What to do | Check every line of the entries below for the word "well", then give only the number of lines that have it.

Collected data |
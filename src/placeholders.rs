// Copyright 2024 Google LLC
//
// Licensed under the Apache License, Version 2.0 (the "License");
// you may not use this file except in compliance with the License.
// You may obtain a copy of the License at
//
//      http://www.apache.org/licenses/LICENSE-2.0
//
// Unless required by applicable law or agreed to in writing, software
// distributed under the License is distributed on an "AS IS" BASIS,
// WITHOUT WARRANTIES OR CONDITIONS OF ANY KIND, either express or implied.
// See the License for the specific language governing permissions and
// limitations under the License.

//! Conversion between `:name` placeholders used in the translation
//! files and the `{name}` placeholders used in PO files.
//!
//! Neither direction understands escaping. Text such as `10:30` will
//! be rewritten to `10{30}` and back again.

use regex::Regex;
use std::borrow::Cow;
use std::sync::OnceLock;

fn colon_placeholder() -> &'static Regex {
    static RE: OnceLock<Regex> = OnceLock::new();
    RE.get_or_init(|| Regex::new(r":(\w+)").expect("well-formed regex"))
}

fn brace_placeholder() -> &'static Regex {
    static RE: OnceLock<Regex> = OnceLock::new();
    RE.get_or_init(|| Regex::new(r"\{(\w+)\}").expect("well-formed regex"))
}

/// Rewrite `:name` placeholders into `{name}` placeholders.
///
/// # Examples
///
/// ```
/// use po_sync::placeholders::to_external;
///
/// assert_eq!(
///     to_external("Hello :name, you have :count messages"),
///     "Hello {name}, you have {count} messages"
/// );
/// ```
pub fn to_external(text: &str) -> Cow<'_, str> {
    colon_placeholder().replace_all(text, "{$1}")
}

/// Rewrite `{name}` placeholders into `:name` placeholders.
///
/// Braces which do not wrap a single word are left alone.
///
/// # Examples
///
/// ```
/// use po_sync::placeholders::to_internal;
///
/// assert_eq!(to_internal("Bonjour {name}"), "Bonjour :name");
/// assert_eq!(to_internal("{ not a placeholder }"), "{ not a placeholder }");
/// ```
pub fn to_internal(text: &str) -> Cow<'_, str> {
    brace_placeholder().replace_all(text, ":$1")
}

Task response | 2